1 Clerk’s Papers (CP) at 22. The warrant was issued before the Washington Supreme Court decided State v. Blake, 197 Wn.2d 170, 481 P.3d 521 (2021), invalidating the statute establishing felony unlawful possession of a controlled substance. No. 53383-9-II

the State’s case effectively terminated. It also orally denied the State’s motion for reconsideration.

The State appeals the trial court’s order granting the motion to suppress and its denial of the motion

for reconsideration.

We hold that the warrant was overbroad and violated the Fourth Amendment’s particularity

requirement because it failed to list any particular items to be seized. Some description of the items

that may be seized is necessary to guide the executing officer’s discretion and to inform the person

subject to the search of what items could be seized.

We affirm the trial court’s order suppressing all evidence seized pursuant to the overbroad

warrant and affirm the trial court’s order finding the State’s case effectively terminated. We do not

reach the trial court’s denial of the State’s motion for reconsideration.

FACTS

In December 2018, Washington State Patrol Trooper Blake Willson pulled over Durone

for speeding. Durone’s Oregon driver’s license was suspended, and he did not have a valid

Washington driver’s license, so Willson did not permit Durone to continue driving after the stop.

Durone was unable to find anyone who could pick up his truck, so Willson conducted an inventory

search in preparation for a tow. During the inventory search, Willson observed firearms, which

must be promptly removed from a vehicle that will be towed under Washington State Patrol policy.

When he went to retrieve the firearms, Willson saw “a clear cylindrical glass smoking device” that

he recognized as “a pipe used in the consuming of illegal substances.” CP at 18. Willson

“immediately ceased the vehicle inventory,” without seizing the firearms or the pipe, handcuffed

Durone, and advised him of his rights. Id. He asked Durone for consent to search the truck, but

Durone refused.

2 No. 53383-9-II

A. Search Warrant

Willson then applied for a warrant to search the truck. In his declaration in support of the

search warrant, Willson summarized the traffic stop, including that he “observed firearms” in the

truck and that when he went to retrieve those firearms, he “observed a clear, glass cylindrical

smoking device” containing what he “believed to be an illegal substance.” CP at 21. Willson

“recognized the glass device as a device used in smoking illegal substances, based on [his] training

and experience.” Id. Willson’s declaration also explained that after arresting Durone, Willson

checked with Washington State Patrol communications and discovered that due to a prior felony

conviction, Durone was not permitted to possess any firearms. Willson specified the items to be

searched for as “[e]vidence of the crime(s) of: 1. Possession of a Controlled Substance 2.
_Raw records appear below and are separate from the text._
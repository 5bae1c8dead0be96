use serde::{Deserialize, Serialize};

#[cfg(feature = "ts")]
use ts_rs::TS;

/// How often matched alerts are reported.
#[derive(Debug, Clone, Copy, PartialEq, Eq, Serialize, Deserialize, Default)]
#[cfg_attr(feature = "ts", derive(TS), ts(export))]
#[serde(rename_all = "lowercase")]
pub enum AlertFrequency {
    Immediately,
    #[default]
    Daily,
    Weekly,
}

/// Missing fields take their defaults, so older records keep loading.
#[derive(Debug, Clone, PartialEq, Eq, Serialize, Deserialize)]
#[cfg_attr(feature = "ts", derive(TS), ts(export))]
#[serde(default)]
pub struct NotificationPreferences {
    pub email_alerts: bool,
    pub advance_notice_hours: u32,
    pub alert_frequency: AlertFrequency,
    /// "HH:MM"
    pub quiet_hours_start: String,
    /// "HH:MM"
    pub quiet_hours_end: String,
}

impl Default for NotificationPreferences {
    fn default() -> Self {
        Self {
            email_alerts: true,
            advance_notice_hours: 24,
            alert_frequency: AlertFrequency::Daily,
            quiet_hours_start: "22:00".to_string(),
            quiet_hours_end: "07:00".to_string(),
        }
    }
}

/// Per-user choices that are not part of the local config file.
#[derive(Debug, Clone, PartialEq, Eq, Serialize, Deserialize, Default)]
#[cfg_attr(feature = "ts", derive(TS), ts(export))]
#[serde(default)]
pub struct UserPreferences {
    pub preferred_activities: Vec<String>,
    pub notification_preferences: NotificationPreferences,
}
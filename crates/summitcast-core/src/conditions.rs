//! Today's conditions for the dashboard.
//!
//! Not cached: every call asks the completion service, and a fixed
//! placeholder is returned when that fails.

use serde_json::Value;
use tracing::{error, warn};

use crate::ai::{CompletionRequest, CompletionService};
use crate::models::raw::{number, text};
use crate::models::{CurrentConditions, Insight, WeatherCondition};

/// Where current conditions came from.
#[derive(Debug, Clone, PartialEq)]
pub enum ConditionsOutcome {
    Live(CurrentConditions),
    Fallback(CurrentConditions),
}

impl ConditionsOutcome {
    pub fn conditions(&self) -> &CurrentConditions {
        match self {
            ConditionsOutcome::Live(c) | ConditionsOutcome::Fallback(c) => c,
        }
    }

    pub fn into_conditions(self) -> CurrentConditions {
        match self {
            ConditionsOutcome::Live(c) | ConditionsOutcome::Fallback(c) => c,
        }
    }

    pub fn is_fallback(&self) -> bool {
        matches!(self, ConditionsOutcome::Fallback(_))
    }
}

/// Fetch current conditions for `location`. Insights are a premium feature
/// and are dropped unless `include_insights` is set.
pub async fn current_conditions(
    service: &dyn CompletionService,
    location: &str,
    include_insights: bool,
) -> ConditionsOutcome {
    let parsed = match service
        .complete(CompletionRequest::current_conditions(location))
        .await
    {
        Ok(value) => parse_conditions(&value, location),
        Err(e) => {
            error!(location = %location, error = %e, "Current conditions request failed");
            None
        }
    };

    match parsed {
        Some(mut conditions) => {
            if !include_insights {
                conditions.insights.clear();
            }
            ConditionsOutcome::Live(conditions)
        }
        None => ConditionsOutcome::Fallback(fallback_conditions(location, include_insights)),
    }
}

/// A response without a temperature is unusable.
fn parse_conditions(value: &Value, requested: &str) -> Option<CurrentConditions> {
    let Some(obj) = value.as_object() else {
        warn!("Current conditions response is not an object");
        return None;
    };
    let Some(temperature) = number(obj, "temperature") else {
        warn!(location = %requested, "Current conditions response has no temperature");
        return None;
    };

    let insights = match obj.get("insights") {
        Some(Value::Array(items)) => items
            .iter()
            .filter_map(Value::as_object)
            .filter_map(|item| {
                Some(Insight {
                    kind: text(item, "type").unwrap_or_else(|| "recommendation".to_string()),
                    title: text(item, "title")?,
                    description: text(item, "description").unwrap_or_default(),
                    confidence: percent(number(item, "confidence")).unwrap_or(0),
                })
            })
            .collect(),
        _ => Vec::new(),
    };

    Some(CurrentConditions {
        location: text(obj, "location").unwrap_or_else(|| requested.to_string()),
        temperature,
        condition: text(obj, "condition")
            .map(|c| WeatherCondition::parse(&c))
            .unwrap_or_else(|| WeatherCondition::Other(String::new())),
        wind_speed: number(obj, "wind_speed").unwrap_or_default().max(0.0),
        visibility: number(obj, "visibility").unwrap_or_default().max(0.0),
        adventure_score: percent(number(obj, "adventure_score")).unwrap_or(0),
        recommended_activity: text(obj, "recommended_activity").unwrap_or_default(),
        insights,
    })
}

fn percent(value: Option<f64>) -> Option<u8> {
    value
        .filter(|v| v.is_finite())
        .map(|v| v.round().clamp(0.0, 100.0) as u8)
}

/// Mild sunny placeholder day.
pub fn fallback_conditions(location: &str, include_insights: bool) -> CurrentConditions {
    let insights = if include_insights {
        vec![Insight {
            kind: "recommendation".to_string(),
            title: "Perfect Hiking Weather".to_string(),
            description:
                "Clear skies and moderate temperatures make today ideal for hiking trails."
                    .to_string(),
            confidence: 92,
        }]
    } else {
        Vec::new()
    };

    CurrentConditions {
        location: location.to_string(),
        temperature: 22.0,
        condition: WeatherCondition::Sunny,
        wind_speed: 8.0,
        visibility: 15.0,
        adventure_score: 85,
        recommended_activity: "hiking".to_string(),
        insights,
    }
}
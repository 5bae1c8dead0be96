use std::collections::HashMap;
use std::path::{Path, PathBuf};
use std::sync::Mutex;

use anyhow::{Context, Result};
use sha2::{Digest, Sha256};
use tracing::debug;

/// Longest file stem written, leaving room for the extension under the
/// common 255-byte file name limit.
const MAX_STEM_LEN: usize = 200;

/// Text-keyed persistent storage for serialized blobs.
pub trait KeyValueStore: Send + Sync {
    fn get(&self, key: &str) -> Result<Option<String>>;
    fn set(&self, key: &str, value: &str) -> Result<()>;
}

/// In-process store. Entries live as long as the store does.
#[derive(Debug, Default)]
pub struct MemoryStore {
    entries: Mutex<HashMap<String, String>>,
}

impl MemoryStore {
    pub fn new() -> Self {
        Self::default()
    }

    pub fn len(&self) -> usize {
        self.entries.lock().map(|e| e.len()).unwrap_or(0)
    }

    pub fn is_empty(&self) -> bool {
        self.len() == 0
    }
}

impl KeyValueStore for MemoryStore {
    fn get(&self, key: &str) -> Result<Option<String>> {
        let entries = self
            .entries
            .lock()
            .map_err(|_| anyhow::anyhow!("Memory store lock poisoned"))?;
        Ok(entries.get(key).cloned())
    }

    fn set(&self, key: &str, value: &str) -> Result<()> {
        let mut entries = self
            .entries
            .lock()
            .map_err(|_| anyhow::anyhow!("Memory store lock poisoned"))?;
        entries.insert(key.to_string(), value.to_string());
        Ok(())
    }
}

/// One JSON file per key inside a cache directory.
#[derive(Debug, Clone)]
pub struct FileStore {
    cache_dir: PathBuf,
}

impl FileStore {
    pub fn new(cache_dir: PathBuf) -> Result<Self> {
        std::fs::create_dir_all(&cache_dir).with_context(|| {
            format!("Failed to create cache directory: {}", cache_dir.display())
        })?;
        Ok(Self { cache_dir })
    }

    pub fn cache_dir(&self) -> &Path {
        &self.cache_dir
    }

    fn cache_path(&self, key: &str) -> PathBuf {
        self.cache_dir.join(format!("{}.json", file_stem(key)))
    }
}

impl KeyValueStore for FileStore {
    fn get(&self, key: &str) -> Result<Option<String>> {
        let path = self.cache_path(key);
        if !path.exists() {
            return Ok(None);
        }

        let contents = std::fs::read_to_string(&path)
            .with_context(|| format!("Failed to read cache file: {}", path.display()))?;
        Ok(Some(contents))
    }

    fn set(&self, key: &str, value: &str) -> Result<()> {
        let path = self.cache_path(key);
        std::fs::write(&path, value)
            .with_context(|| format!("Failed to write cache file: {}", path.display()))?;
        debug!(key = key, path = %path.display(), "Wrote cache file");
        Ok(())
    }
}

/// Escape a key into a portable file name. Bytes outside
/// `[A-Za-z0-9_.,-]` become `%XX`, `%` included, so distinct keys never
/// share a file. Stems longer than `MAX_STEM_LEN` are cut and suffixed with
/// `~` and the SHA-256 of the full key; `~` never survives escaping.
fn file_stem(key: &str) -> String {
    let stem = escape_key(key);
    if stem.len() <= MAX_STEM_LEN {
        return stem;
    }

    let digest = hex::encode(Sha256::digest(key.as_bytes()));
    let keep = MAX_STEM_LEN - digest.len() - 1;
    // Escaped stems are pure ASCII, so any byte index is a char boundary.
    format!("{}~{}", &stem[..keep], digest)
}

fn escape_key(key: &str) -> String {
    let mut stem = String::with_capacity(key.len());
    for b in key.bytes() {
        if b.is_ascii_alphanumeric() || matches!(b, b'_' | b'.' | b',' | b'-') {
            stem.push(b as char);
        } else {
            stem.push_str(&format!("%{:02X}", b));
        }
    }
    stem
}
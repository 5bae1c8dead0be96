use thiserror::Error;

#[derive(Error, Debug)]
pub enum CompletionError {
    #[error("Unauthorized - API key missing or invalid")]
    Unauthorized,

    #[error("Access denied: {0}")]
    AccessDenied(String),

    #[error("Rate limited - please wait before retrying")]
    RateLimited,

    #[error("Server error: {0}")]
    ServerError(String),

    #[error("Network error: {0}")]
    NetworkError(#[from] reqwest::Error),

    #[error("Invalid response: {0}")]
    InvalidResponse(String),

    #[error("Completion service not configured: {0}")]
    NotConfigured(String),
}

/// Maximum length for error response bodies in error messages
const MAX_ERROR_BODY_LENGTH: usize = 500;

impl CompletionError {
    /// Truncate a response body to avoid logging excessive data
    fn truncate_body(body: &str) -> String {
        if body.len() <= MAX_ERROR_BODY_LENGTH {
            body.to_string()
        } else {
            let mut end = MAX_ERROR_BODY_LENGTH;
            while !body.is_char_boundary(end) {
                end -= 1;
            }
            format!("{}... (truncated, {} total bytes)", &body[..end], body.len())
        }
    }

    pub fn from_status(status: reqwest::StatusCode, body: &str) -> Self {
        let truncated = Self::truncate_body(body);
        match status.as_u16() {
            401 => CompletionError::Unauthorized,
            403 => CompletionError::AccessDenied(truncated),
            429 => CompletionError::RateLimited,
            500..=599 => CompletionError::ServerError(truncated),
            _ => CompletionError::InvalidResponse(format!("Status {}: {}", status, truncated)),
        }
    }
}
Possession of Drug Paraphernalia 3. Felon in Possession of a Firearm.” Id.

A district court judge found:

[T]here is probable cause to believe that evidence of the crime(s) listed below is present in the item/place to be searched, and that grounds for the issuance of a search warrant exist, specifically for the crimes of:

1. Possession of a Controlled Substance 2. Possession of Drug Paraphernalia 3. Felon in Possession of a Firearm.

CP at 22. The warrant directed law enforcement to:

1. Search: the aforementioned vehicle in its entirety, from the top of the roof, to the bottom of the tires, from the very front of the front bumper, to the very rear of the rear bumper, all voids and recesses. 2. Seize all items of evidence of the crime(s) listed above.

Id. Although the warrant stated that there was probable cause based on Willson’s declaration “filed

herewith,” nothing in the warrant expressly incorporated the declaration by reference. Id.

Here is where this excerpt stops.